Being there not only has the obvious benefit of being able to see the entire field, but also allows the announcers – Brad Thompson is the analyst this weekend alongside McLaughlin, and Jim Hayes is reporting – to interact with the players and staff, not only at them ballpark, but also at hotel, restaurants etc.
“We can now communicate much better with those on the team,” McLaughlin said. “The little anecdotes you can pick up along the way can help the TV show tremendously. I think they will improve the games.”
The baseball and hockey seasons are now in overlap mode, giving Bally Sports Midwest some maneuverability as it juggles its Blues television shows with its Cardinals coverage when the teams play simultaneously.

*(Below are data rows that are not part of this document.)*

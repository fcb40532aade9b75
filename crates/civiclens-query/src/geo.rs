//! Proximity queries over issue locations.

use std::cmp::Ordering;

use civiclens_core::GeoPoint;
use civiclens_store::StateStore;

/// Rough meters per degree of latitude, for the bounding-box prefilter.
const METERS_PER_DEGREE_LAT: f64 = 111_000.0;

/// Widens the prefilter window so the exact distance check is the only
/// thing that decides membership.
const WINDOW_SLACK: f64 = 1.25;

/// Errors from a proximity backend.
#[derive(Debug, thiserror::Error)]
pub enum GeoQueryError {
    #[error("proximity backend unavailable: {0}")]
    Unavailable(String),
}

/// An issue found inside a query radius.
#[derive(Debug, Clone, PartialEq)]
pub struct NearbyIssue {
    pub issue_id: String,
    pub title: String,
    pub distance_meters: f64,
}

/// The proximity seam.
///
/// Creation-time duplicate detection depends on this and fails closed when
/// the source errors, so fallible backends must report outages rather than
/// answer with partial rows.
pub trait ProximitySource {
    fn issues_within(
        &self,
        center: GeoPoint,
        radius_meters: f64,
    ) -> Result<Vec<NearbyIssue>, GeoQueryError>;
}

#[derive(Debug, Clone)]
struct IndexedIssue {
    issue_id: String,
    title: String,
    location: GeoPoint,
}

/// In-memory proximity index hydrated from canonical state.
///
/// Radius queries prefilter with a latitude/longitude degree window, then
/// refine with the exact metric distance. Results order by distance with
/// issue id as the tie-break.
#[derive(Debug, Clone, Default)]
pub struct GeoIndex {
    rows: Vec<IndexedIssue>,
}

impl GeoIndex {
    /// Hydrate the index from canonical memory state.
    pub fn hydrate(store: &StateStore) -> Self {
        let rows = store
            .issues()
            .map(|issue| IndexedIssue {
                issue_id: issue.id.clone(),
                title: issue.title.clone(),
                location: issue.location(),
            })
            .collect();
        GeoIndex { rows }
    }
}

impl ProximitySource for GeoIndex {
    /// The in-memory index itself cannot fail; the `Result` belongs to the
    /// seam so backends with real outage modes fit behind it.
    fn issues_within(
        &self,
        center: GeoPoint,
        radius_meters: f64,
    ) -> Result<Vec<NearbyIssue>, GeoQueryError> {
        let lat_delta = (radius_meters / METERS_PER_DEGREE_LAT) * WINDOW_SLACK;
        // One longitude degree shrinks with latitude; clamp the cosine away
        // from zero so polar centers degrade to a full-longitude window.
        let lng_scale = center.latitude.to_radians().cos().abs().max(1e-6);
        let lng_delta = (radius_meters / (METERS_PER_DEGREE_LAT * lng_scale)) * WINDOW_SLACK;

        let mut hits: Vec<NearbyIssue> = self
            .rows
            .iter()
            .filter(|row| {
                (row.location.latitude - center.latitude).abs() <= lat_delta
                    && (row.location.longitude - center.longitude).abs() <= lng_delta
            })
            .filter_map(|row| {
                let distance_meters = center.distance_meters(&row.location);
                (distance_meters <= radius_meters).then(|| NearbyIssue {
                    issue_id: row.issue_id.clone(),
                    title: row.title.clone(),
                    distance_meters,
                })
            })
            .collect();

        hits.sort_by(|a, b| {
            a.distance_meters
                .partial_cmp(&b.distance_meters)
                .unwrap_or(Ordering::Equal)
                .then_with(|| a.issue_id.cmp(&b.issue_id))
        });
        Ok(hits)
    }
}

#[cfg(test)]
mod tests {
    use super::*;
    use chrono::{TimeZone, Utc};
    use civiclens_store::Issue;

    fn store_with_issues(points: &[(&str, f64, f64)]) -> StateStore {
        let now = Utc.with_ymd_and_hms(2025, 6, 1, 12, 0, 0).unwrap();
        let mut store = StateStore::default();
        for (title, lat, lng) in points {
            store.upsert_issue(Issue::new(
                *title,
                "Fixture description text.",
                "roads",
                "user-1",
                GeoPoint::new(*lat, *lng),
                now,
            ));
        }
        store
    }

    #[test]
    fn finds_only_issues_inside_the_radius() {
        let store = store_with_issues(&[
            ("near", 40.7129, -74.0061),
            ("far", 40.7228, -74.0060),
        ]);
        let index = GeoIndex::hydrate(&store);

        let hits = index
            .issues_within(GeoPoint::new(40.7128, -74.0060), 100.0)
            .expect("in-memory query succeeds");

        assert_eq!(hits.len(), 1);
        assert_eq!(hits[0].title, "near");
        assert!(hits[0].distance_meters < 100.0);
    }

    #[test]
    fn orders_hits_nearest_first() {
        let store = store_with_issues(&[
            ("second", 40.7133, -74.0060),
            ("first", 40.7129, -74.0060),
        ]);
        let index = GeoIndex::hydrate(&store);

        let hits = index
            .issues_within(GeoPoint::new(40.7128, -74.0060), 150.0)
            .expect("in-memory query succeeds");

        let titles: Vec<&str> = hits.iter().map(|h| h.title.as_str()).collect();
        assert_eq!(titles, vec!["first", "second"]);
    }

    #[test]
    fn prefilter_keeps_points_near_the_radius_boundary() {
        // ~99 m due north of the center.
        let store = store_with_issues(&[("edge", 40.71369, -74.0060)]);
        let index = GeoIndex::hydrate(&store);

        let hits = index
            .issues_within(GeoPoint::new(40.7128, -74.0060), 100.0)
            .expect("in-memory query succeeds");
        assert_eq!(hits.len(), 1, "boundary point must survive the prefilter");
    }

    #[test]
    fn longitude_window_accounts_for_latitude() {
        // At latitude 80 a thousandth of a longitude degree is ~19 m.
        let store = store_with_issues(&[("polar", 80.0, 20.001)]);
        let index = GeoIndex::hydrate(&store);

        let hits = index
            .issues_within(GeoPoint::new(80.0, 20.0), 100.0)
            .expect("in-memory query succeeds");
        assert_eq!(hits.len(), 1);
        assert!(hits[0].distance_meters < 30.0);
    }
}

The first instances came this week when the outlet placed Tuesday and Thursday ball games on the main channel and ice hockey on the secondary outlet – Bally Sports Midwest Extra (the name for what used to be BSM Plus). There is one more conflict before the Blues’ regular season ends. On April 29, the Blues will be on the main channel and the Cards on the additional channel.
Additionally, the Blues games will be broadcast on both channels next Sunday and Thursday due to the potential for overlap during long Cardinals games.
BSM also has all of the Blues’ first-round playoff games (no suspensions this year in favor of national TV), and if there is a Cardinals overlap, there are plans to bring hockey to BSM and baseball to BSM Extra.
The Cardinals’ first four games, all televised by BSM, drew an average of 169,000 viewers in the St. Louis market. This is the highest value since 2017 at this point.
It’s 31% better than last season’s first four games and its rating was the best among US-based MLB teams through Tuesday.
Westton in LA
Erica Weston, who worked as a reporter/anchor at BSM for three years before leaving the company at the end of last baseball season, now has a similar job at Bally Sports West covering the Los Angeles Angels.
She has a long history in Southern California, first as a student at Loyola Marymount University, then in numerous broadcasting jobs both on the air and behind the scenes, including working on Dodgers coverage.
Charter-Sinclair deal announced
An agreement has been reached that Charter Communications will retain Sinclair’s regional sports networks, including Bally Sports Midwest, Sports Business Journal’s John Ourand reported late Thursday.
The deal expired at the end of March, but some temporary extensions kept the channels going in the meantime. Charter, which markets its services as Spectrum, is the largest provider of pay-TV programming in the St. Louis market and the second-largest nationwide.